▶ What the task requires: Scan the material for the word "ones" and copy each line where it occurs.

==============================

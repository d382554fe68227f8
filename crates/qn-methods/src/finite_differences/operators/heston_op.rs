//! Heston operator on log-spot × variance.

use super::{
    FdmLinearOp, FdmLinearOpComposite, FirstDerivativeOp, NinePointLinearOp, SecondDerivativeOp,
    SecondOrderMixedDerivativeOp, TripleBandLinearOp,
};
use crate::finite_differences::mesher_composite::FdmMesher;
use qn_core::{errors::Result, Real, Time};
use qn_math::Array;
use qn_processes::HestonProcess;
use qn_termstructures::YieldTermStructure;
use std::sync::Arc;

/// `(r − q − ½v) ∂_x + ½v ∂_xx + κ(θ − v) ∂_v + ½σ²v ∂_vv + ρσv ∂_xv − r`
/// with `x = ln S` along direction 0 and `v` along direction 1.
///
/// The discount term is split evenly between the two directions.
#[derive(Debug, Clone)]
pub struct FdmHestonOp {
    process: Arc<HestonProcess>,
    half_v: Array,
    dx_map: TripleBandLinearOp,
    dxx_map: TripleBandLinearOp,
    dy_map: TripleBandLinearOp,
    correlation_map: NinePointLinearOp,
    map_x: TripleBandLinearOp,
    map_y: TripleBandLinearOp,
}

impl FdmHestonOp {
    /// Operator on a two-dimensional `mesher`.
    pub fn new(mesher: Arc<dyn FdmMesher>, process: Arc<HestonProcess>) -> Self {
        let v = mesher.locations(1);
        let half_v = &v * 0.5;
        let m = || Arc::clone(&mesher);

        let dxx_map = SecondDerivativeOp::new(0, m()).mult(&half_v);
        let (kappa, theta, sigma) = (process.kappa(), process.theta(), process.sigma());
        let dy_map = SecondDerivativeOp::new(1, m())
            .mult(&(&v * (0.5 * sigma * sigma)))
            .add(&FirstDerivativeOp::new(1, m()).mult(&v.map(|vi| kappa * (theta - vi))));
        let correlation_map =
            SecondOrderMixedDerivativeOp::new(0, 1, m()).mult(&(&v * (process.rho() * sigma)));

        Self {
            dx_map: FirstDerivativeOp::new(0, m()).into(),
            dxx_map,
            dy_map,
            correlation_map,
            map_x: TripleBandLinearOp::new(0, m()),
            map_y: TripleBandLinearOp::new(1, m()),
            half_v,
            process,
        }
    }
}

impl FdmLinearOp for FdmHestonOp {
    fn apply(&self, r: &Array) -> Array {
        &(&self.map_x.apply(r) + &self.map_y.apply(r)) + &self.apply_mixed(r)
    }
}

impl FdmLinearOpComposite for FdmHestonOp {
    fn size(&self) -> usize {
        2
    }

    fn set_time(&mut self, t1: Time, t2: Time) {
        let r = self.process.risk_free_rate().forward_rate(t1, t2);
        let q = self.process.dividend_yield().forward_rate(t1, t2);
        let drift: Vec<Real> = self.half_v.iter().map(|hv| r - q - hv).collect();
        self.map_x.axpyb(&drift, &self.dx_map, &self.dxx_map, &[-0.5 * r]);
        self.map_y.axpyb(&[], &self.dy_map, &self.dy_map, &[-0.5 * r]);
    }

    fn apply_mixed(&self, r: &Array) -> Array {
        self.correlation_map.apply(r)
    }

    fn apply_direction(&self, direction: usize, r: &Array) -> Array {
        match direction {
            0 => self.map_x.apply(r),
            1 => self.map_y.apply(r),
            _ => Array::zeros(r.size()),
        }
    }

    fn solve_splitting(&self, direction: usize, r: &Array, dt: Real) -> Result<Array> {
        match direction {
            0 => self.map_x.solve_splitting(r, -dt, 1.0),
            1 => self.map_y.solve_splitting(r, -dt, 1.0),
            _ => Ok(r.clone()),
        }
    }

    fn preconditioner(&self, r: &Array, dt: Real) -> Result<Array> {
        let tmp = self.solve_splitting(0, r, dt)?;
        self.solve_splitting(1, &tmp, dt)
    }
}

#[cfg(test)]
mod tests {
    use super::*;
    use crate::finite_differences::{FdmMesherComposite, Uniform1dMesher};
    use approx::assert_abs_diff_eq;
    use qn_termstructures::FlatForward;

    #[test]
    fn discounted_forward_is_in_the_kernel() {
        let process = Arc::new(
            HestonProcess::new(
                Arc::new(FlatForward::new(0.05)),
                Arc::new(FlatForward::new(0.01)),
                100.0,
                0.04,
                1.5,
                0.04,
                0.3,
                -0.7,
            )
            .unwrap(),
        );
        let mesher: Arc<dyn FdmMesher> = Arc::new(FdmMesherComposite::from_2d(
            Uniform1dMesher::new(3.5, 5.5, 201).unwrap(),
            Uniform1dMesher::new(0.0, 0.5, 11).unwrap(),
        ));
        let mut op = FdmHestonOp::new(Arc::clone(&mesher), process);
        op.set_time(0.0, 0.1);
        // S e^{−qτ} is independent of v and satisfies A V = −q V
        let x = mesher.locations(0);
        let u = x.map(|x| x.exp());
        let au = op.apply(&u);
        for it in mesher.layout().iter() {
            let c = it.coordinates();
            if c[0] == 0 || c[0] == 200 {
                continue;
            }
            let i = it.index();
            assert_abs_diff_eq!(au[i], -0.01 * u[i], epsilon = 1e-3 * u[i]);
        }
    }

    #[test]
    fn apply_is_the_sum_of_its_parts() {
        let process = Arc::new(
            HestonProcess::new(
                Arc::new(FlatForward::new(0.04)),
                Arc::new(FlatForward::new(0.02)),
                100.0,
                0.09,
                2.0,
                0.06,
                0.5,
                -0.4,
            )
            .unwrap(),
        );
        let mesher: Arc<dyn FdmMesher> = Arc::new(FdmMesherComposite::from_2d(
            Uniform1dMesher::new(4.0, 5.2, 21).unwrap(),
            Uniform1dMesher::new(0.0, 0.6, 13).unwrap(),
        ));
        let mut op = FdmHestonOp::new(Arc::clone(&mesher), process);
        op.set_time(0.25, 0.5);
        let x = mesher.locations(0);
        let v = mesher.locations(1);
        let u = Array::from_fn(x.size(), |i| (3.0 * x[i]).cos() * (1.0 + 4.0 * v[i] * v[i]));
        let total = op.apply(&u);
        let directional = &op.apply_direction(0, &u) + &op.apply_direction(1, &u);
        let parts = &directional + &op.apply_mixed(&u);
        for i in 0..x.size() {
            assert_abs_diff_eq!(total[i], parts[i], epsilon = 1e-12);
        }
        assert_eq!(op.apply_direction(2, &u).norm(), 0.0);

        // constants are only discounted
        let ones = Array::from_element(x.size(), 1.0);
        let discounted = op.apply(&ones);
        for i in 0..x.size() {
            assert_abs_diff_eq!(discounted[i], -0.04, epsilon = 1e-10);
        }
    }
}
//! G2++ operator on the two Gaussian factors.

use super::{
    FdmLinearOp, FdmLinearOpComposite, FirstDerivativeOp, NinePointLinearOp, SecondDerivativeOp,
    SecondOrderMixedDerivativeOp, TripleBandLinearOp,
};
use crate::finite_differences::mesher_composite::FdmMesher;
use qn_core::{errors::Result, Real, Time};
use qn_math::Array;
use qn_processes::G2Process;
use std::sync::Arc;

/// `−a x ∂_x − b y ∂_y + ½σ² ∂_xx + ½η² ∂_yy + ρση ∂_xy − (x + y + φ)`.
///
/// The discount term is split evenly between the two directions.
#[derive(Debug, Clone)]
pub struct FdmG2Op {
    process: G2Process,
    direction1: usize,
    direction2: usize,
    x: Array,
    y: Array,
    dx_map: TripleBandLinearOp,
    dy_map: TripleBandLinearOp,
    corr_map: NinePointLinearOp,
    map_x: TripleBandLinearOp,
    map_y: TripleBandLinearOp,
}

impl FdmG2Op {
    /// Operator with `x` along `direction1` and `y` along `direction2`.
    pub fn new(
        mesher: Arc<dyn FdmMesher>,
        process: &G2Process,
        direction1: usize,
        direction2: usize,
    ) -> Self {
        let x = mesher.locations(direction1);
        let y = mesher.locations(direction2);
        let n = x.size();
        let m = || Arc::clone(&mesher);

        let dx_map = FirstDerivativeOp::new(direction1, m())
            .mult(&x.map(|v| -process.a() * v))
            .add(
                &SecondDerivativeOp::new(direction1, m())
                    .mult(&Array::from_element(n, 0.5 * process.sigma() * process.sigma())),
            );
        let dy_map = FirstDerivativeOp::new(direction2, m())
            .mult(&y.map(|v| -process.b() * v))
            .add(
                &SecondDerivativeOp::new(direction2, m())
                    .mult(&Array::from_element(n, 0.5 * process.eta() * process.eta())),
            );
        let corr_map = SecondOrderMixedDerivativeOp::new(direction1, direction2, m()).mult(
            &Array::from_element(n, process.rho() * process.sigma() * process.eta()),
        );

        Self {
            process: process.clone(),
            direction1,
            direction2,
            x,
            y,
            dx_map,
            dy_map,
            corr_map,
            map_x: TripleBandLinearOp::new(direction1, m()),
            map_y: TripleBandLinearOp::new(direction2, m()),
        }
    }
}

impl FdmLinearOp for FdmG2Op {
    fn apply(&self, r: &Array) -> Array {
        &(&self.map_x.apply(r) + &self.map_y.apply(r)) + &self.apply_mixed(r)
    }
}

impl FdmLinearOpComposite for FdmG2Op {
    fn size(&self) -> usize {
        2
    }

    fn set_time(&mut self, t1: Time, t2: Time) {
        let phi = 0.5 * (self.process.phi(t1) + self.process.phi(t2));
        let hr: Vec<Real> = self
            .x
            .iter()
            .zip(self.y.iter())
            .map(|(x, y)| -0.5 * (x + y + phi))
            .collect();
        self.map_x.axpyb(&[], &self.dx_map, &self.dx_map, &hr);
        self.map_y.axpyb(&[], &self.dy_map, &self.dy_map, &hr);
    }

    fn apply_mixed(&self, r: &Array) -> Array {
        self.corr_map.apply(r)
    }

    fn apply_direction(&self, direction: usize, r: &Array) -> Array {
        if direction == self.direction1 {
            self.map_x.apply(r)
        } else if direction == self.direction2 {
            self.map_y.apply(r)
        } else {
            Array::zeros(r.size())
        }
    }

    fn solve_splitting(&self, direction: usize, r: &Array, dt: Real) -> Result<Array> {
        if direction == self.direction1 {
            self.map_x.solve_splitting(r, -dt, 1.0)
        } else if direction == self.direction2 {
            self.map_y.solve_splitting(r, -dt, 1.0)
        } else {
            Ok(r.clone())
        }
    }

    fn preconditioner(&self, r: &Array, dt: Real) -> Result<Array> {
        self.solve_splitting(self.direction1, r, dt)
    }
}

#[cfg(test)]
mod tests {
    use super::*;
    use crate::finite_differences::{FdmMesherComposite, Uniform1dMesher};
    use approx::assert_abs_diff_eq;
    use qn_termstructures::FlatForward;

    #[test]
    fn apply_is_the_sum_of_its_parts() {
        let process =
            G2Process::new(Arc::new(FlatForward::new(0.03)), 0.1, 0.01, 0.3, 0.008, -0.6).unwrap();
        let mesher: Arc<dyn FdmMesher> = Arc::new(FdmMesherComposite::from_2d(
            Uniform1dMesher::new(-0.05, 0.05, 11).unwrap(),
            Uniform1dMesher::new(-0.04, 0.04, 9).unwrap(),
        ));
        let mut op = FdmG2Op::new(Arc::clone(&mesher), &process, 0, 1);
        op.set_time(0.5, 0.75);
        let x = mesher.locations(0);
        let y = mesher.locations(1);
        let u = Array::from_fn(x.size(), |i| (10.0 * x[i]).sin() * (1.0 + 5.0 * y[i] * y[i]));
        let total = op.apply(&u);
        let directional = &op.apply_direction(0, &u) + &op.apply_direction(1, &u);
        let parts = &directional + &op.apply_mixed(&u);
        for i in 0..x.size() {
            assert_abs_diff_eq!(total[i], parts[i], epsilon = 1e-12);
        }
        assert_eq!(op.apply_direction(2, &u).norm(), 0.0);
    }
}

==============================

▶ Response for this exercise:
        let ones = Array::from_element(x.size(), 1.0);
        let discounted = op.apply(&ones);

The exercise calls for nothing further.